Над фонарем, длинный, как столб, с наброшенным на нём тряпьём, торчал Майстрах, внизу у ног освещённый ярко, а выше постепенно делаясь неясной и мрачной тенью, сливающейся с призрачным сумраком пустой комнаты. Только длинный голодный нос освещался снизу, да иногда, при некоторых поворотах головы, поблескивали красным светом два глаза, ввалившихся в глубокие глазницы. Причудливая и большая тень, дважды переломленная, тянулась позади Майстраха по потолку, стене, крыше и повторяла все его движения, как будто бы кривляясь и грозя.
— Подойдите ближе, — загробным шёпотом зловеще приказал Майстрах. — Ещё ближе. Так. Я вызвал вас, чтобы сообщить ужасную весть.
Я замер. Майстрах размеренно, словно читая смертный приговор, начал:
— По распоряжению коллегии ОГПУ НКВД СССР в Москве вам, Дмитрий Александрович….
— Да не тяните… Скорей…
Майстрах не шелохнулся.
— …как мне стало известно из совершенно секретных источников…
— Ну?! Ну?!
— …вам во время сна была впаяна в лоб медная пружина для приёма радиосигналов из Москвы в качестве передвижной установки крупного военно-политического значения.
Майстрах оперся костлявыми руками на клюшку, выпрямился и с достоинством смолк.
«Чтоб ты сдох, проклятый псих! — шипел я себе под нос, в темноте пробираясь по бараку к выходу. — Напугал как, а? Это голодный психоз! Надо срочно попросить у начальницы ещё один больничный паек: у неё сейчас роман с каким-то важным гепеушником из Новосибирска, и она подобрела… Но ведь надо же так естественно подъехать ко мне с таким бредом! Ай да маршал! А ещё утром так логично рассуждал о положении на фронте… Тьфу! Проклятый псих!… Какой мне выдался беспокойный день!»
Но когда я выбрался наружу, вдохнул полной грудью свежую ночную прохладу и с нежностью взглянул на большие осенние звезды, от души расхохотался: драгоценная тетрадь пока в безопасности, шёлковой нити виться всё дальше и дальше.

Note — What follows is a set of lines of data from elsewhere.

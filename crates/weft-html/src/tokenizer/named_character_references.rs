//! Named character reference lookup table.
//!
//! [§ 13.2.5.73 Named character reference state](https://html.spec.whatwg.org/multipage/parsing.html#named-character-reference-state)
//!
//! [§ 13.5 Named character references](https://html.spec.whatwg.org/multipage/named-characters.html#named-character-references)
//!
//! "This table lists the character reference names that are supported by HTML,
//! and the code points to which they refer."
//!
//! Every entity is recognised with its trailing semicolon. The legacy names
//! listed in [`LEGACY_WITHOUT_SEMICOLON`] are also recognised without it
//! (`&amp` as well as `&amp;`). Together the two lists hold all 2,231 names
//! of the standard's table, sorted by code unit.

use std::collections::{HashMap, HashSet};
use std::sync::LazyLock;
impl HTMLTokenizer {
    /// Returns true if the return state is an attribute value state.
    /// "consumed as part of an attribute"
    pub(super) const fn is_consumed_as_part_of_attribute(&self) -> bool {
        matches!(
            self.return_state,
            TokenizerState::AttributeValueDoubleQuoted
                | TokenizerState::AttributeValueSingleQuoted
                | TokenizerState::AttributeValueUnquoted
        )
    }

    /// Append `c` to the current attribute's value when the reference sits in
    /// an attribute, otherwise emit it as a character token.
    fn emit_or_append_to_attribute(&mut self, c: char) {
        if self.is_consumed_as_part_of_attribute() {
            self.append_to_attribute_value(c);
        } else {
            self.emit_character_token(c);
        }
    }

    /// "Flush code points consumed as a character reference"
    ///
    /// "If the character reference was consumed as part of an attribute, then
    /// append each character to the current attribute's value. Otherwise,
    /// emit each character as a character token."
    pub(super) fn flush_code_points_consumed_as_character_reference(&mut self) {
        let buffer = std::mem::take(&mut self.temporary_buffer);
        for c in buffer.chars() {
            self.emit_or_append_to_attribute(c);
        }
        self.temporary_buffer = buffer;
    }

    /// [§ 13.2.5.72 Character reference state](https://html.spec.whatwg.org/multipage/parsing.html#character-reference-state)
    pub(super) fn handle_character_reference_state(&mut self) {
        // "Set the temporary buffer to the empty string. Append a U+0026
        // AMPERSAND (&) character to the temporary buffer."
        self.temporary_buffer.clear();
        self.temporary_buffer.push('&');

        match self.current_input_character {
            // "ASCII alphanumeric: Reconsume in the named character reference state."
            Some(c) if c.is_ascii_alphanumeric() => {
                self.reconsume_in(TokenizerState::NamedCharacterReference);
            }
            // "U+0023 NUMBER SIGN (#): Append the current input character to the
            // temporary buffer. Switch to the numeric character reference state."
            Some('#') => {
                self.temporary_buffer.push('#');
                self.switch_to(TokenizerState::NumericCharacterReference);
            }
            // "Anything else: Flush code points consumed as a character
            // reference. Reconsume in the return state."
            _ => {
                self.flush_code_points_consumed_as_character_reference();
                self.reconsume_in(self.return_state);
            }
        }
    }

    /// [§ 13.2.5.73 Named character reference state](https://html.spec.whatwg.org/multipage/parsing.html#named-character-reference-state)
    ///
    /// "Consume the maximum number of characters possible, where the consumed
    /// characters are one of the identifiers in the first column of the named
    /// character references table."
    ///
    /// We enter this state via reconsume, so the current input character is
    /// the first alphanumeric of the name. The scan looks ahead in the input
    /// and then moves the position to just past the longest match.
    pub(super) fn handle_named_character_reference_state(&mut self) {
        let Some(first) = self.current_input_character else {
            self.reconsume_in(TokenizerState::AmbiguousAmpersand);
            return;
        };
        let start = self.current_pos - first.len_utf8();

        let mut longest_match: Option<(usize, &'static str)> = None;
        let mut end = start;
        for c in self.input[start..].chars() {
            if !(c.is_ascii_alphanumeric() || c == ';') {
                break;
            }
            let candidate = &self.input[start..end + c.len_utf8()];
            if !any_entity_has_prefix(candidate) {
                break;
            }
            end += c.len_utf8();
            if let Some(replacement) = lookup_entity(candidate) {
                longest_match = Some((end, replacement));
            }
            if c == ';' {
                break;
            }
        }

        // "Otherwise: Flush code points consumed as a character reference.
        // Switch to the ambiguous ampersand state."
        let Some((match_end, replacement)) = longest_match else {
            self.flush_code_points_consumed_as_character_reference();
            self.reconsume_in(TokenizerState::AmbiguousAmpersand);
            return;
        };

        self.current_pos = match_end;
        let matched_name = &self.input[start..match_end];
        let ends_with_semicolon = matched_name.ends_with(';');
        self.temporary_buffer.push_str(matched_name);

        // "If the character reference was consumed as part of an attribute, and
        // the last character matched is not a U+003B SEMICOLON character (;), and
        // the next input character is either a U+003D EQUALS SIGN character (=) or
        // an ASCII alphanumeric, then, for historical reasons, flush code points
        // consumed as a character reference and switch to the return state."
        if self.is_consumed_as_part_of_attribute() && !ends_with_semicolon {
            let next = self.peek_codepoint(0);
            if next.is_some_and(|c| c == '=' || c.is_ascii_alphanumeric()) {
                self.flush_code_points_consumed_as_character_reference();
                self.switch_to(self.return_state);
                return;
            }
        }

        // "If the last character matched is not a U+003B SEMICOLON character
        // (;), then this is a missing-semicolon-after-character-reference
        // parse error."
        if !ends_with_semicolon {
            self.parse_error(ParseErrorCode::MissingSemicolonAfterCharacterReference);
        }

        // "Set the temporary buffer to the empty string. Append one or two
        // characters corresponding to the character reference name to the
        // temporary buffer. Flush code points consumed as a character
        // reference. Switch to the return state."
        self.temporary_buffer.clear();
        self.temporary_buffer.push_str(replacement);
        self.flush_code_points_consumed_as_character_reference();
        self.switch_to(self.return_state);
    }

    /// [§ 13.2.5.74 Ambiguous ampersand state](https://html.spec.whatwg.org/multipage/parsing.html#ambiguous-ampersand-state)
    pub(super) fn handle_ambiguous_ampersand_state(&mut self) {
        match self.current_input_character {
            // "ASCII alphanumeric: If the character reference was consumed as
            // part of an attribute, then append the current input character to
            // the current attribute's value. Otherwise, emit the current input
            // character as a character token."
            Some(c) if c.is_ascii_alphanumeric() => self.emit_or_append_to_attribute(c),
            // "U+003B SEMICOLON (;): This is an unknown-named-character-reference
            // parse error. Reconsume in the return state."
            Some(';') => {
                self.parse_error(ParseErrorCode::UnknownNamedCharacterReference);
                self.reconsume_in(self.return_state);
            }
            _ => self.reconsume_in(self.return_state),
        }
    }

    /// [§ 13.2.5.75 Numeric character reference state](https://html.spec.whatwg.org/multipage/parsing.html#numeric-character-reference-state)
    pub(super) fn handle_numeric_character_reference_state(&mut self) {
        // "Set the character reference code to zero (0)."
        self.character_reference_code = 0;

        match self.current_input_character {
            // "U+0078 LATIN SMALL LETTER X / U+0058 LATIN CAPITAL LETTER X:
            // Append the current input character to the temporary buffer.
            // Switch to the hexadecimal character reference start state."
            Some(c @ ('x' | 'X')) => {
                self.temporary_buffer.push(c);
                self.switch_to(TokenizerState::HexadecimalCharacterReferenceStart);
            }
            // "Anything else: Reconsume in the decimal character reference start state."
            _ => self.reconsume_in(TokenizerState::DecimalCharacterReferenceStart),
        }
    }

    /// [§ 13.2.5.76 Hexadecimal character reference start state](https://html.spec.whatwg.org/multipage/parsing.html#hexadecimal-character-reference-start-state)
    pub(super) fn handle_hexadecimal_character_reference_start_state(&mut self) {
        match self.current_input_character {
            Some(c) if c.is_ascii_hexdigit() => {
                self.reconsume_in(TokenizerState::HexadecimalCharacterReference);
            }
            _ => self.absence_of_digits(),
        }
    }

    /// [§ 13.2.5.77 Decimal character reference start state](https://html.spec.whatwg.org/multipage/parsing.html#decimal-character-reference-start-state)
    pub(super) fn handle_decimal_character_reference_start_state(&mut self) {
        match self.current_input_character {
            Some(c) if c.is_ascii_digit() => {
                self.reconsume_in(TokenizerState::DecimalCharacterReference);
            }
            _ => self.absence_of_digits(),
        }
    }

    /// "This is an absence-of-digits-in-numeric-character-reference parse
    /// error. Flush code points consumed as a character reference. Reconsume
    /// in the return state."
    fn absence_of_digits(&mut self) {
        self.parse_error(ParseErrorCode::AbsenceOfDigitsInNumericCharacterReference);
        self.flush_code_points_consumed_as_character_reference();
        self.reconsume_in(self.return_state);
    }

    /// [§ 13.2.5.78 Hexadecimal character reference state](https://html.spec.whatwg.org/multipage/parsing.html#hexadecimal-character-reference-state)
    pub(super) fn handle_hexadecimal_character_reference_state(&mut self) {
        self.numeric_digits(16);
    }

    /// [§ 13.2.5.79 Decimal character reference state](https://html.spec.whatwg.org/multipage/parsing.html#decimal-character-reference-state)
    pub(super) fn handle_decimal_character_reference_state(&mut self) {
        self.numeric_digits(10);
    }

    fn numeric_digits(&mut self, radix: u32) {
        match self.current_input_character {
            // "Multiply the character reference code by 16 (10). Add a numeric
            // version of the current input character to the character
            // reference code."
            Some(c) if c.is_digit(radix) => {
                let digit = c.to_digit(radix).unwrap_or(0);
                self.character_reference_code = self
                    .character_reference_code
                    .saturating_mul(radix)
                    .saturating_add(digit)
                    .min(CODE_CEILING);
            }
            // "U+003B SEMICOLON: Switch to the numeric character reference end state."
            Some(';') => self.switch_to(TokenizerState::NumericCharacterReferenceEnd),
            // "Anything else: This is a missing-semicolon-after-character-reference
            // parse error. Reconsume in the numeric character reference end state."
            _ => {
                self.parse_error(ParseErrorCode::MissingSemicolonAfterCharacterReference);
                self.reconsume_in(TokenizerState::NumericCharacterReferenceEnd);
            }
        }
    }

    /// [§ 13.2.5.80 Numeric character reference end state](https://html.spec.whatwg.org/multipage/parsing.html#numeric-character-reference-end-state)
    ///
    /// The standard's end state does not consume a character. The main loop
    /// has already consumed one (or is reconsuming the character that ended
    /// the digits), so it is handed back to the return state.
    pub(super) fn handle_numeric_character_reference_end_state(&mut self) {
        let (c, error) = resolve_numeric_reference(self.character_reference_code);
        if let Some(code) = error {
            self.parse_error(code);
        }

        // "Set the temporary buffer to the empty string. Append a code point
        // equal to the character reference code to the temporary buffer. Flush
        // code points consumed as a character reference. Switch to the return
        // state."
        self.temporary_buffer.clear();
        self.temporary_buffer.push(c);
        self.flush_code_points_consumed_as_character_reference();
        self.reconsume_in(self.return_state);
    }
}

#[cfg(test)]
mod tests {
    use super::*;

    #[test]
    fn test_c1_controls_are_remapped() {
        assert_eq!(
            resolve_numeric_reference(0x80),
            ('€', Some(ParseErrorCode::ControlCharacterReference))
        );
        assert_eq!(
            resolve_numeric_reference(0x9F),
            ('Ÿ', Some(ParseErrorCode::ControlCharacterReference))
        );
        // 0x81 has no replacement and stays as-is
        assert_eq!(
            resolve_numeric_reference(0x81),
            ('\u{81}', Some(ParseErrorCode::ControlCharacterReference))
        );
    }

    #[test]
    fn test_invalid_code_points_become_replacement_character() {
        assert_eq!(
            resolve_numeric_reference(0),
            ('\u{FFFD}', Some(ParseErrorCode::NullCharacterReference))
        );
        assert_eq!(
            resolve_numeric_reference(0xD800),
            ('\u{FFFD}', Some(ParseErrorCode::SurrogateCharacterReference))
        );
        assert_eq!(
            resolve_numeric_reference(CODE_CEILING),
            (
                '\u{FFFD}',
                Some(ParseErrorCode::CharacterReferenceOutsideUnicodeRange)
            )
        );
    }

    #[test]
    fn test_whitespace_and_noncharacters() {
        assert_eq!(resolve_numeric_reference(0x0A), ('\n', None));
        assert_eq!(
            resolve_numeric_reference(0x0D),
            ('\r', Some(ParseErrorCode::ControlCharacterReference))
        );
        assert_eq!(
            resolve_numeric_reference(0xFFFF),
            (
                '\u{FFFF}',
                Some(ParseErrorCode::NoncharacterCharacterReference)
            )
        );
        assert_eq!(resolve_numeric_reference(0x41), ('A', None));
    }
}
use core::fmt;

use weft_dom::Namespace;

/// An attribute on a start or end tag token.
///
/// Per [§ 13.2.5 Tokenization](https://html.spec.whatwg.org/multipage/parsing.html#tokenization):
/// "a list of attributes, each of which has a name and a value"
///
/// `prefix` and `namespace` stay `None` until the tree builder adjusts
/// foreign attributes (`xlink:href` and friends).
#[derive(Debug, Clone, PartialEq, Eq)]
pub struct Attribute {
    /// "each of which has a name"
    pub name: String,
    /// "and a value"
    pub value: String,
    /// Namespace prefix after foreign attribute adjustment.
    pub prefix: Option<String>,
    /// Namespace after foreign attribute adjustment.
    pub namespace: Option<Namespace>,
}

impl Attribute {
    /// Create a new un-namespaced attribute with the given name and value.
    #[must_use]
    pub const fn new(name: String, value: String) -> Self {
        Self {
            name,
            value,
            prefix: None,
            namespace: None,
        }
    }

    /// The qualified name: `prefix:name` when a prefix is set.
    #[must_use]
    pub fn qualified_name(&self) -> String {
        match &self.prefix {
            Some(prefix) => format!("{prefix}:{}", self.name),
            None => self.name.clone(),
        }
    }
}

/// Whether a tag token is a start tag or an end tag.
#[derive(Debug, Clone, Copy, PartialEq, Eq)]
pub enum TagKind {
    /// `<name ...>`
    Start,
    /// `</name ...>`
    End,
}

/// "Start and end tag tokens have a tag name, a self-closing flag, and a
/// list of attributes, each of which has a name and a value. When a start
/// or end tag token is created, its self-closing flag must be unset (its
/// other state is that it be set), and its attributes list must be empty."
#[derive(Debug, Clone, PartialEq, Eq)]
pub struct Tag {
    /// Start or end tag.
    pub kind: TagKind,
    /// "a tag name"
    pub name: String,
    /// "a self-closing flag"
    pub self_closing: bool,
    /// "a list of attributes"
    pub attributes: Vec<Attribute>,
}

impl Tag {
    /// A fresh tag token of the given kind.
    #[must_use]
    pub const fn new(kind: TagKind) -> Self {
        Self {
            kind,
            name: String::new(),
            self_closing: false,
            attributes: Vec::new(),
        }
    }

    /// A start tag with the given name and no attributes.
    #[must_use]
    pub fn start(name: &str) -> Self {
        Self {
            name: name.to_string(),
            ..Self::new(TagKind::Start)
        }
    }

    /// An end tag with the given name.
    #[must_use]
    pub fn end(name: &str) -> Self {
        Self {
            name: name.to_string(),
            ..Self::new(TagKind::End)
        }
    }

    /// True for start tags.
    #[must_use]
    pub fn is_start(&self) -> bool {
        self.kind == TagKind::Start
    }

    /// Value of the attribute called `name`, if present.
    #[must_use]
    pub fn attribute(&self, name: &str) -> Option<&str> {
        self.attributes
            .iter()
            .find(|attr| attr.name == name)
            .map(|attr| attr.value.as_str())
    }
}

/// "DOCTYPE tokens have a name, a public identifier, a system identifier,
/// and a force-quirks flag. When a DOCTYPE token is created, its name,
/// public identifier, and system identifier must be marked as missing
/// (which is a distinct state from the empty string), and the force-quirks
/// flag must be set to off (its other state is on)."
#[derive(Debug, Clone, Default, PartialEq, Eq)]
pub struct Doctype {
    /// "a name"
    pub name: Option<String>,
    /// "a public identifier"
    pub public_identifier: Option<String>,
    /// "a system identifier"
    pub system_identifier: Option<String>,
    /// "a force-quirks flag"
    pub force_quirks: bool,
}

/// [§ 13.2.5 Tokenization](https://html.spec.whatwg.org/multipage/parsing.html#tokenization)
///
/// "The output of the tokenization step is a series of zero or more of the following
/// tokens: DOCTYPE, start tag, end tag, comment, character, end-of-file."
#[derive(Debug, Clone, PartialEq, Eq)]
pub enum Token {
    /// A DOCTYPE token.
    Doctype(Doctype),
    /// A start or end tag token.
    Tag(Tag),
    /// "Comment and character tokens have data."
    Comment(String),
    /// A single character.
    Character(char),
    /// End-of-file token signals the end of input.
    EndOfFile,
}

impl Token {
    /// "When a DOCTYPE token is created, its name, public identifier, and system
    /// identifier must be marked as missing"
    #[must_use]
    pub fn new_doctype() -> Self {
        Self::Doctype(Doctype::default())
    }

    /// A fresh start tag token.
    #[must_use]
    pub const fn new_start_tag() -> Self {
        Self::Tag(Tag::new(TagKind::Start))
    }

    /// A fresh end tag token.
    #[must_use]
    pub const fn new_end_tag() -> Self {
        Self::Tag(Tag::new(TagKind::End))
    }

    /// Create a new comment token with empty data.
    #[must_use]
    pub const fn new_comment() -> Self {
        Self::Comment(String::new())
    }

    /// Returns true if this is an end-of-file token.
    #[must_use]
    pub const fn is_eof(&self) -> bool {
        matches!(self, Self::EndOfFile)
    }

    /// The tag name if this is a start tag.
    #[must_use]
    pub fn start_tag_name(&self) -> Option<&str> {
        match self {
            Self::Tag(tag) if tag.kind == TagKind::Start => Some(&tag.name),
            _ => None,
        }
    }

    /// The tag name if this is an end tag.
    #[must_use]
    pub fn end_tag_name(&self) -> Option<&str> {
        match self {
            Self::Tag(tag) if tag.kind == TagKind::End => Some(&tag.name),
            _ => None,
        }
    }

    /// True for a start tag whose name is one of `names`.
    #[must_use]
    pub fn is_start_tag_one_of(&self, names: &[&str]) -> bool {
        self.start_tag_name().is_some_and(|name| names.contains(&name))
    }

    /// True for a character token that is ASCII whitespace (tab, LF, FF, CR, space).
    #[must_use]
    pub const fn is_whitespace_character(&self) -> bool {
        matches!(self, Self::Character('\t' | '\n' | '\x0C' | '\r' | ' '))
    }

    /// [§ 13.2.5.8 Tag name state](https://html.spec.whatwg.org/multipage/parsing.html#tag-name-state)
    ///
    /// "Append the current input character to the current tag token's tag name."
    pub fn append_to_tag_name(&mut self, c: char) {
        if let Self::Tag(tag) = self {
            tag.name.push(c);
        }
    }

    /// [§ 13.2.5.40 Self-closing start tag state](https://html.spec.whatwg.org/multipage/parsing.html#self-closing-start-tag-state)
    ///
    /// "Set the self-closing flag of the current tag token."
    pub const fn set_self_closing(&mut self) {
        if let Self::Tag(tag) = self {
            tag.self_closing = true;
        }
    }

    /// "Append the current input character to the comment token's data."
    pub fn append_to_comment(&mut self, c: char) {
        if let Self::Comment(data) = self {
            data.push(c);
        }
    }

    /// "Append the current input character to the current DOCTYPE token's name."
    pub fn append_to_doctype_name(&mut self, c: char) {
        if let Self::Doctype(doctype) = self {
            doctype.name.get_or_insert_with(String::new).push(c);
        }
    }

    /// "Set the current DOCTYPE token's public identifier to the empty string
    /// (not missing)"
    pub fn start_public_identifier(&mut self) {
        if let Self::Doctype(doctype) = self {
            doctype.public_identifier = Some(String::new());
        }
    }

    /// "Append the current input character to the current DOCTYPE token's
    /// public identifier."
    pub fn append_to_public_identifier(&mut self, c: char) {
        if let Self::Doctype(doctype) = self {
            doctype.public_identifier.get_or_insert_with(String::new).push(c);
        }
    }

    /// "Set the current DOCTYPE token's system identifier to the empty string
    /// (not missing)"
    pub fn start_system_identifier(&mut self) {
        if let Self::Doctype(doctype) = self {
            doctype.system_identifier = Some(String::new());
        }
    }

    /// "Append the current input character to the current DOCTYPE token's
    /// system identifier."
    pub fn append_to_system_identifier(&mut self, c: char) {
        if let Self::Doctype(doctype) = self {
            doctype.system_identifier.get_or_insert_with(String::new).push(c);
        }
    }

    /// "Set the current DOCTYPE token's force-quirks flag to on."
    pub const fn set_force_quirks(&mut self) {
        if let Self::Doctype(doctype) = self {
            doctype.force_quirks = true;
        }
    }
}

impl fmt::Display for Token {
    fn fmt(&self, f: &mut fmt::Formatter<'_>) -> fmt::Result {
        match self {
            Self::Doctype(doctype) => {
                write!(f, "DOCTYPE")?;
                if let Some(n) = &doctype.name {
                    write!(f, " {n}")?;
                }
                if let Some(pub_id) = &doctype.public_identifier {
                    write!(f, " PUBLIC \"{pub_id}\"")?;
                }
                if let Some(sys_id) = &doctype.system_identifier {
                    write!(f, " SYSTEM \"{sys_id}\"")?;
                }
                if doctype.force_quirks {
                    write!(f, " (force-quirks)")?;
                }
                Ok(())
            }
            Self::Tag(tag) if tag.kind == TagKind::Start => {
                write!(f, "<{}", tag.name)?;
                for attr in &tag.attributes {
                    write!(f, " {}=\"{}\"", attr.qualified_name(), attr.value)?;
                }
                if tag.self_closing {
                    write!(f, " /")?;
                }
                write!(f, ">")
            }
            Self::Tag(tag) => write!(f, "</{}>", tag.name),
            Self::Comment(data) => write!(f, "<!--{data}-->"),
            Self::Character(data) => match data {
                '\n' => write!(f, "Character(\\n)"),
                '\t' => write!(f, "Character(\\t)"),
                ' ' => write!(f, "Character(SPACE)"),
                c => write!(f, "Character({c})"),
            },
            Self::EndOfFile => write!(f, "EOF"),
        }
    }
}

А Майстрах — милый! Его я включу в свои записки!
13
С тех пор, как я решил собирать материалы для воспоминаний, у меня выработались правило и привычка — вечером на койке подводить итоги прожитому дню. Беглый просмотр пережитого имел и второй смысл — лечебный: после того, как зимой я получил извещение о гибели матери и жены, у меня что-то сдвинулось в голове. Днём ничего, как будто всё в порядке, а ночью лягу, закрою глаза, успокоюсь — и тут-то начинаю замечать, что ко мне тянется чья-то рука. Обыкновенная рука. Это не было кошмарным сном, а чем-то гораздо для меня более неприятным — бредом наяву: я мог по желанию, не открывая глаз, шевельнуть рукой или ногой, то есть дать себе доказательство, что ещё бодрствую, а рука упорно тянулась то из-за правого плеча, то из-за левого. Иногда появлялись кривляющиеся рожи, а бывало, что и маленькие человечки, прыгающие и шевелящиеся, как черви. Мне не было страшно, но вся эта канитель утомляла. Потом рука, рожи и человечки тускнели, расплывались, появлялись медленно и ритмично двигающиеся зеленоватые пятна и наступал желанный сон. «Может быть, это голодный психоз?» — с тревогой думал я. Меня охватывал страх, и в порядке борьбы и самообороны я и устраивал себе просмотр виденного за день, чтобы при этом незаметно погрузиться в небытие.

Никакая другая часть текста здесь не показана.